He sighed when he thought of that first day in the army. His braids had been cut away, his beard shaved and his favourite furs burned for fear of infestation. He’d stood with other young men of all colours both skin and hair, naked in a parade ground, while they were shorn and prepared for their training. Very little made Kiva smile these days; not properly, as though he actually meant it, but he’d laughed loud and often in those early days with his comrades. He shuffled under his blanket, trying to find a slightly more comfortable position against the rough wall. Pieces of plaster broke off and dust showered down his back causing him to shrug uncomfortably. He reached out and picked up one of the larger pieces. Painted plaster; an image of some sort of ornamental lake with a colonnade. This place must have been a rich house once.
He could remember just such decorative plaster work at the commanding officer’s house in the northern army’s headquarters fortress of Vengen, when he’d received his first military decoration. Over a mere three years, he had made it through the lowest ranks and had become a non-commissioned officer. Then, little over a year later, as he received a golden torc for his defence of the Galtic Narrows against the barbarians, he had also been made captain, with his own unit. Barbarians? Now, that really did threaten to make him laugh. The force of northmen he had held back with less than a hundred troops had been his own people, or people very much like them. It had been in that action he had met a young soldier called Athas from the far south, his skin dark as night, who had grown throughout the following years to be Kiva’s best friend and most trusted lieutenant. Others came to be trusted; his men had been a good crew even then, in the early days.
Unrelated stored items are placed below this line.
//! Structured knowledge-base client
//!
//! Typed REST client for the retrieval-store service: dataset lookup by
//! name, document lookup/creation by id, and chunk append. This is the
//! primary upload path; the raw one-shot fallback lives in the uploader.

use crate::config::ServiceConfig;
use crate::KbError;
use reqwest::Client;
use serde::{Deserialize, Serialize};
use std::time::Duration;

/// How much of an error response body is kept for logging
const ERROR_DETAIL_LIMIT: usize = 500;

/// A named dataset (knowledge base) in the retrieval store
#[derive(Debug, Clone, Deserialize)]
pub struct Dataset {
    pub id: String,
    pub name: String,
}

/// A document within a dataset
#[derive(Debug, Clone, Deserialize)]
pub struct Document {
    pub id: String,
}

/// Metadata attached to documents created by pagelift
#[derive(Debug, Clone, Serialize)]
pub struct DocumentMetadata<'a> {
    pub source: &'a str,
    pub format: &'a str,
}

#[derive(Debug, Deserialize)]
struct DatasetListResponse {
    #[serde(default)]
    data: Vec<Dataset>,
}

#[derive(Debug, Deserialize)]
struct DocumentListResponse {
    #[serde(default)]
    data: Vec<Document>,
}

#[derive(Debug, Deserialize)]
struct CreateDocumentResponse {
    data: Document,
}

#[derive(Debug, Serialize)]
struct CreateDocumentRequest<'a> {
    id: &'a str,
    metadata: DocumentMetadata<'a>,
}

#[derive(Debug, Serialize)]
struct AddChunkRequest<'a> {
    content: &'a str,
}

/// Client for the knowledge-base REST API
#[derive(Debug, Clone)]
pub struct KbClient {
    http: Client,
    api_url: String,
    api_key: String,
}

impl KbClient {
    /// Creates a client for the configured knowledge-base endpoint
    pub fn new(config: &ServiceConfig) -> Result<Self, reqwest::Error> {
        let http = Client::builder()
            .timeout(Duration::from_secs(60))
            .connect_timeout(Duration::from_secs(10))
            .build()?;

        Ok(Self {
            http,
            api_url: config.api_url.trim_end_matches('/').to_string(),
            api_key: config.api_key.clone(),
        })
    }

    /// Looks up a dataset by exact name
    ///
    /// Zero matches or more than one match is an error; chunk appends must
    /// target an unambiguous dataset.
    pub async fn find_dataset(&self, name: &str) -> Result<Dataset, KbError> {
        let response = self
            .http
            .get(format!("{}/api/v1/datasets", self.api_url))
            .query(&[("name", name)])
            .bearer_auth(&self.api_key)
            .send()
            .await?;
        let response = ensure_success(response).await?;

        let mut listing: DatasetListResponse = response
            .json()
            .await
            .map_err(|e| KbError::Decode(e.to_string()))?;

        if listing.data.is_empty() {
            return Err(KbError::DatasetNotFound(name.to_string()));
        }
        if listing.data.len() > 1 {
            return Err(KbError::DatasetAmbiguous {
                name: name.to_string(),
                count: listing.data.len(),
            });
        }
        Ok(listing.data.remove(0))
    }

    /// Looks up a document by id within a dataset
    pub async fn find_document(
        &self,
        dataset_id: &str,
        document_id: &str,
    ) -> Result<Option<Document>, KbError> {
        let response = self
            .http
            .get(format!(
                "{}/api/v1/datasets/{}/documents",
                self.api_url, dataset_id
            ))
            .query(&[("id", document_id)])
            .bearer_auth(&self.api_key)
            .send()
            .await?;
        let response = ensure_success(response).await?;

        let listing: DocumentListResponse = response
            .json()
            .await
            .map_err(|e| KbError::Decode(e.to_string()))?;

        Ok(listing.data.into_iter().next())
    }

    /// Creates a document with the given id and metadata
    pub async fn create_document(
        &self,
        dataset_id: &str,
        document_id: &str,
        metadata: DocumentMetadata<'_>,
    ) -> Result<Document, KbError> {
        let request = CreateDocumentRequest {
            id: document_id,
            metadata,
        };

        let response = self
            .http
            .post(format!(
                "{}/api/v1/datasets/{}/documents",
                self.api_url, dataset_id
            ))
            .bearer_auth(&self.api_key)
            .json(&request)
            .send()
            .await?;
        let response = ensure_success(response).await?;

        let created: CreateDocumentResponse = response
            .json()
            .await
            .map_err(|e| KbError::Decode(e.to_string()))?;

        Ok(created.data)
    }

    /// Appends one chunk to a document as a separate retrievable unit
    pub async fn add_chunk(
        &self,
        dataset_id: &str,
        document_id: &str,
        content: &str,
    ) -> Result<(), KbError> {
        let response = self
            .http
            .post(format!(
                "{}/api/v1/datasets/{}/documents/{}/chunks",
                self.api_url, dataset_id, document_id
            ))
            .bearer_auth(&self.api_key)
            .json(&AddChunkRequest { content })
            .send()
            .await?;
        ensure_success(response).await?;

        Ok(())
    }
}

/// Maps a non-2xx response to a [`KbError::Status`] carrying body detail
async fn ensure_success(response: reqwest::Response) -> Result<reqwest::Response, KbError> {
    let status = response.status();
    if status.is_success() {
        return Ok(response);
    }
    let detail = match response.text().await {
        Ok(body) => body.chars().take(ERROR_DETAIL_LIMIT).collect(),
        Err(_) => String::from("<unreadable body>"),
    };
    Err(KbError::Status {
        status: status.as_u16(),
        detail,
    })
}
He glanced across the ruined building to Athas. The man slept little, but loud. Currently the big man crouched on a low and broken wall, watching the countryside in the night, alert and guarded. The charcoal grey tunic, along with the colour of his skin, made him barely visible except for the eerie dancing light of the fire. The rest of the unit were asleep around the floor as Athas would be soon, once he had woken the next watch. Then there would be snoring like the collapse of a marble quarry.
As he watched the fire flickering in the light breeze, his memory strayed once more to the age of glory in the Imperial army. In those days, the tunics had been emerald green, and the arms and armour had been a standard issue. He remembered when he had finally reached a position where he was not bound by the uniform code. He had been made prefect and given command over a thousand men, all new and eager for glory under the acclaimed commander. By that time, he had stopped wearing his military honours. They had become numerous and bulky and had been taken to safety at the new estate that he was building at Serfium by the sea. Meteoric, people had called his ascent to command. No one in living memory had risen from the lowest ranks, without even Imperial citizenship, to become such a high officer. He had made sure too that his trusted friends moved with him. Athas had been made captain shortly before, and continued to hold a position as Kiva’s right hand man. By then there had been others; men who had proved time and again that they could be trusted in and out of battle. In those days of fire and steel and the glory of Kiva’s campaigns, with the ever present Athas and a dozen men of skill and virtue, the Wolves had been born.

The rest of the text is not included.